> _Problem description_: From the records below, count the lines holding the string "global". Only the number is wanted.

• • •

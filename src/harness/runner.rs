//! Scenario runner
//!
//! Runs one scenario: reset the fixture's output directories, then every step in declaration
//! order, stopping at the first failing step.

use std::time::{Duration, Instant};

use tsconform_core::{Expect, Scenario, Step};

use crate::config::HarnessConfig;

use super::assertions;
use super::error::{AssertionFailure, HarnessError};
use super::fixture::Fixture;

/// Result of running one scenario.
#[derive(Debug)]
pub enum ScenarioOutcome {
    Passed(Duration),
    Failed(Duration, AssertionFailure),
    Skipped(String),
}

impl ScenarioOutcome {
    pub fn is_failure(&self) -> bool {
        matches!(self, ScenarioOutcome::Failed(..))
    }
}

pub struct ScenarioRunner {
    config: HarnessConfig,
}

impl ScenarioRunner {
    pub fn new(config: HarnessConfig) -> Self {
        Self { config }
    }

    pub fn fixture(&self, scenario: &Scenario) -> Fixture {
        Fixture::new(&self.config.fixtures_root(), scenario.target, scenario.fixture)
    }

    /// Run `scenario`. A fixture that is not checked out is skipped rather than failed.
    pub async fn run(&self, scenario: &Scenario) -> ScenarioOutcome {
        let fixture = self.fixture(scenario);
        if !fixture.exists() {
            let reason = HarnessError::FixtureMissing(fixture.dir().to_path_buf()).to_string();
            tracing::debug!(scenario = %scenario.display_name(), "skipped: {}", reason);
            return ScenarioOutcome::Skipped(reason);
        }

        let start = Instant::now();
        let result = self.run_steps(scenario, &fixture).await;
        let elapsed = start.elapsed();

        match result {
            Ok(()) => {
                tracing::debug!(scenario = %scenario.display_name(), ?elapsed, "passed");
                ScenarioOutcome::Passed(elapsed)
            }
            Err(failure) => {
                tracing::debug!(scenario = %scenario.display_name(), ?elapsed, "failed: {}", failure);
                ScenarioOutcome::Failed(elapsed, failure)
            }
        }
    }

    async fn run_steps(&self, scenario: &Scenario, fixture: &Fixture) -> Result<(), AssertionFailure> {
        fixture.reset().await?;
        for step in scenario.steps {
            tracing::debug!(fixture = %fixture.id(), step = step.label(), "step");
            self.run_step(fixture, step).await?;
        }
        Ok(())
    }

    pub async fn run_step(&self, fixture: &Fixture, step: &Step) -> Result<(), AssertionFailure> {
        let config = &self.config;
        match *step {
            Step::Typecheck(Expect::Pass) => assertions::passes_typecheck(config, fixture).await,
            Step::Typecheck(Expect::Fail) => assertions::fails_typecheck(config, fixture).await,
            Step::Build(Expect::Pass) => assertions::passes_build(config, fixture).await,
            Step::Build(Expect::Fail) => assertions::fails_build(config, fixture).await,
            Step::Copy { from, to } => Ok(fixture.copy(from, to).await?),
            Step::NodeRuntime { entry, expected } => assertions::passes_runtime(config, fixture, entry, expected).await,
            Step::NodeRuntimeFails { entry } => assertions::fails_runtime(config, fixture, entry).await,
            Step::BrowserRuntime { expected } => assertions::passes_browser_runtime(config, fixture, expected).await,
        }
    }
}

#[cfg(all(test, unix))]
#[allow(clippy::unwrap_used)]
mod tests {
    use super::*;
    use std::path::Path;
    use tsconform_core::Target;

    const JSON_STEPS: &[Step] = &[
        Step::Typecheck(Expect::Pass),
        Step::NodeRuntimeFails { entry: "out/main.js" },
        Step::Copy {
            from: "src/data.json",
            to: "out/data.json",
        },
        Step::NodeRuntime {
            entry: "out/main.js",
            expected: &["[\"hello\",\"world\"]"],
        },
    ];

    fn scenario(fixture: &'static str, steps: &'static [Step]) -> Scenario {
        Scenario {
            target: Target::Node,
            group: "Node: Test",
            title: "test",
            fixture,
            steps,
        }
    }

    fn write(root: &Path, relative: &str, contents: &str) {
        let path = root.join(relative);
        std::fs::create_dir_all(path.parent().unwrap()).unwrap();
        std::fs::write(path, contents).unwrap();
    }

    #[tokio::test]
    async fn test_missing_fixture_is_skipped() {
        let root = tempfile::tempdir().unwrap();
        let runner = ScenarioRunner::new(HarnessConfig::new().with_root(root.path()));

        let outcome = runner.run(&scenario("absent", &[Step::Typecheck(Expect::Pass)])).await;
        match outcome {
            ScenarioOutcome::Skipped(reason) => assert!(reason.starts_with("fixture directory not found")),
            other => panic!("unexpected outcome: {other:?}"),
        }
    }

    #[tokio::test]
    async fn test_reset_then_copy_then_run() {
        let root = tempfile::tempdir().unwrap();
        write(root.path(), "fixtures/node/json/src/data.json", "[\"hello\",\"world\"]\n");
        write(root.path(), "fixtures/node/json/out/data.json", "stale");

        // `cat` stands in for node: it fails until data.json has been copied into out/
        let config = HarnessConfig::new()
            .with_root(root.path())
            .with_npx("true")
            .with_node("cat fixtures/node/json/out/data.json; :");
        let runner = ScenarioRunner::new(config.clone());

        // the stale copy is removed by the reset, so the first runtime step fails as declared
        let outcome = runner.run(&scenario("json", JSON_STEPS)).await;
        assert!(matches!(outcome, ScenarioOutcome::Passed(_)), "{outcome:?}");

        let copied = std::fs::read_to_string(root.path().join("fixtures/node/json/out/data.json")).unwrap();
        assert_eq!(copied, "[\"hello\",\"world\"]\n");
    }

    #[tokio::test]
    async fn test_stops_at_first_failing_step() {
        let root = tempfile::tempdir().unwrap();
        write(root.path(), "fixtures/node/app/src/main.ts", "");
        let config = HarnessConfig::new()
            .with_root(root.path())
            .with_npx("true")
            .with_node("touch ran.txt; :");
        let runner = ScenarioRunner::new(config);

        const STEPS: &[Step] = &[
            Step::Typecheck(Expect::Fail),
            Step::NodeRuntime {
                entry: "out/main.js",
                expected: &[],
            },
        ];
        let outcome = runner.run(&scenario("app", STEPS)).await;
        match outcome {
            ScenarioOutcome::Failed(_, AssertionFailure::TypecheckPassed { fixture }) => assert_eq!(fixture, "app"),
            other => panic!("unexpected outcome: {other:?}"),
        }
        assert!(!root.path().join("ran.txt").exists());
    }

    #[tokio::test]
    async fn test_copy_failure_is_infrastructure() {
        let root = tempfile::tempdir().unwrap();
        write(root.path(), "fixtures/node/app/src/main.ts", "");
        let runner = ScenarioRunner::new(HarnessConfig::new().with_root(root.path()).with_npx("true"));

        const STEPS: &[Step] = &[Step::Copy {
            from: "src/data.json",
            to: "out/data.json",
        }];
        let outcome = runner.run(&scenario("app", STEPS)).await;
        assert!(outcome.is_failure());
        match outcome {
            ScenarioOutcome::Failed(_, failure) => assert!(failure.is_infrastructure()),
            other => panic!("unexpected outcome: {other:?}"),
        }
    }
}
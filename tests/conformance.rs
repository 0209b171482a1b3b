//! End-to-end conformance runs against the fixtures in this repository
//!
//! These need `npm install` at the repository root (typescript, webpack, ts-loader, preact,
//! playwright with Chromium). Run with: `cargo test --test conformance -- --ignored`

use std::path::Path;

use tsconform::config::HarnessConfig;
use tsconform::harness::{Fixture, ScenarioOutcome, ScenarioRunner, assertions};
use tsconform_core::{Scenario, Target};

fn config() -> HarnessConfig {
    HarnessConfig::from_env().with_root(env!("CARGO_MANIFEST_DIR"))
}

fn fixture(config: &HarnessConfig, target: Target, id: &str) -> Fixture {
    let fixture = Fixture::new(&config.fixtures_root(), target, id);
    assert!(fixture.exists(), "missing fixture {}", fixture.dir().display());
    fixture
}

/// Scenarios per suite whose fixture is checked in; everything else reports as skipped.
const NODE_RUNNABLE: usize = 16;
const WEB_RUNNABLE: usize = 21;

async fn run_suite(target: Target, runnable: usize) {
    let config = config();
    let runner = ScenarioRunner::new(config.clone());
    let mut ran = 0;
    let mut failures = Vec::new();
    for scenario in target.scenarios() {
        match runner.run(scenario).await {
            ScenarioOutcome::Passed(_) => ran += 1,
            ScenarioOutcome::Failed(_, failure) => {
                ran += 1;
                failures.push(format!("{}: {}", scenario.display_name(), failure));
            }
            ScenarioOutcome::Skipped(reason) => {
                let fixture = Fixture::new(&config.fixtures_root(), target, scenario.fixture);
                assert!(!fixture.exists(), "{} skipped with its fixture present: {reason}", scenario.display_name());
            }
        }
    }
    assert!(failures.is_empty(), "{} failing scenario(s):\n{}", failures.len(), failures.join("\n"));
    assert_eq!(ran, runnable, "scenarios run for {target}");
}

async fn run_declared(target: Target, id: &str) -> Vec<(&'static Scenario, ScenarioOutcome)> {
    let runner = ScenarioRunner::new(config());
    let mut outcomes = Vec::new();
    for scenario in tsconform_core::scenarios_for(target, id) {
        outcomes.push((scenario, runner.run(scenario).await));
    }
    outcomes
}

#[tokio::test]
#[ignore = "needs node, npx tsc"]
async fn basic_cli_prints_hello_world() {
    let config = config();
    let fixture = fixture(&config, Target::Node, "basic-cli");

    fixture.reset().await.unwrap();
    assertions::passes_typecheck(&config, &fixture).await.unwrap();
    assertions::passes_runtime(&config, &fixture, "out/main.js", &["[CLI] Hello World"])
        .await
        .unwrap();
}

#[tokio::test]
#[ignore = "needs node, npx tsc"]
async fn json_array_require_needs_the_copied_data_file() {
    let config = config();
    let fixture = fixture(&config, Target::Node, "json-array-require");

    fixture.reset().await.unwrap();
    assertions::passes_typecheck(&config, &fixture).await.unwrap();
    assertions::fails_runtime(&config, &fixture, "out/main.js").await.unwrap();

    fixture.copy("src/data.json", "out/data.json").await.unwrap();
    assertions::passes_runtime(
        &config,
        &fixture,
        "out/main.js",
        &[r#"[JSON ARRAY REQUIRE] is ["hello","world"]"#],
    )
    .await
    .unwrap();

    // a second reset removes the copy again
    fixture.reset().await.unwrap();
    assert!(!fixture.path("out/data.json").exists());
    assert!(Path::new(&fixture.path("out")).is_dir());
}

#[tokio::test]
#[ignore = "needs node, npx tsc"]
async fn json_array_require_declared_scenarios_pass() {
    let outcomes = run_declared(Target::Node, "json-array-require").await;
    assert_eq!(outcomes.len(), 2);
    for (scenario, outcome) in outcomes {
        assert!(matches!(outcome, ScenarioOutcome::Passed(_)), "{}: {outcome:?}", scenario.display_name());
    }
}

#[tokio::test]
#[ignore = "needs npx webpack and playwright with chromium"]
async fn preact_h_renders_article() {
    let config = config();
    let fixture = fixture(&config, Target::Web, "preact-h");

    fixture.reset().await.unwrap();
    assertions::passes_typecheck(&config, &fixture).await.unwrap();
    assertions::passes_build(&config, &fixture).await.unwrap();
    assertions::passes_browser_runtime(
        &config,
        &fixture,
        r#"<article class="example">[PREACT H] Hello World</article>"#,
    )
    .await
    .unwrap();
}

#[tokio::test]
#[ignore = "needs node, npx tsc"]
async fn node_suite() {
    run_suite(Target::Node, NODE_RUNNABLE).await;
}

#[tokio::test]
#[ignore = "needs npx webpack and playwright with chromium"]
async fn web_suite() {
    run_suite(Target::Web, WEB_RUNNABLE).await;
}
//! `recipe` -- build and run SQL recipes from the command line.
//!
//! Parses CLI arguments with clap, resolves the runtime context, and
//! dispatches to command handlers.

mod cli;
mod commands;
mod context;
mod output;
mod style;

use clap::Parser;

use cli::{Cli, Commands};
use context::RuntimeContext;

fn main() {
    let cli = Cli::parse();
    let ctx = RuntimeContext::from_global_args(&cli.global);

    if ctx.verbose {
        tracing_subscriber::fmt()
            .with_env_filter(
                "recipe=debug,recipe_shelf=debug,recipe_storage=debug,recipe_config=debug,recipe_expression=debug",
            )
            .with_writer(std::io::stderr)
            .init();
    }

    let result = match cli.command {
        Some(Commands::Version) => commands::version::run(&ctx),
        Some(Commands::Parse(args)) => commands::parse::run(&ctx, &args),
        Some(Commands::Reflect(args)) => commands::reflect::run(&ctx, &args),
        Some(Commands::Sql(args)) => commands::recipe_cmd::run_sql(&ctx, &args),
        Some(Commands::Run(args)) => commands::recipe_cmd::run(&ctx, &args),
        Some(Commands::Shelf(args)) => commands::shelf_cmd::run(&ctx, &args),
        Some(Commands::Completion(args)) => commands::completion::run(&ctx, &args),
        None => {
            use clap::CommandFactory;
            Cli::command().print_help().ok();
            println!();
            Ok(())
        }
    };

    if let Err(e) = result {
        if cli.global.json {
            let err_json = serde_json::json!({
                "error": format!("{:#}", e),
            });
            if let Ok(s) = serde_json::to_string_pretty(&err_json) {
                eprintln!("{s}");
            }
        } else {
            eprintln!("Error: {:#}", e);
        }
        std::process::exit(1);
    }
}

• • •

> _Solution to this exercise_: 2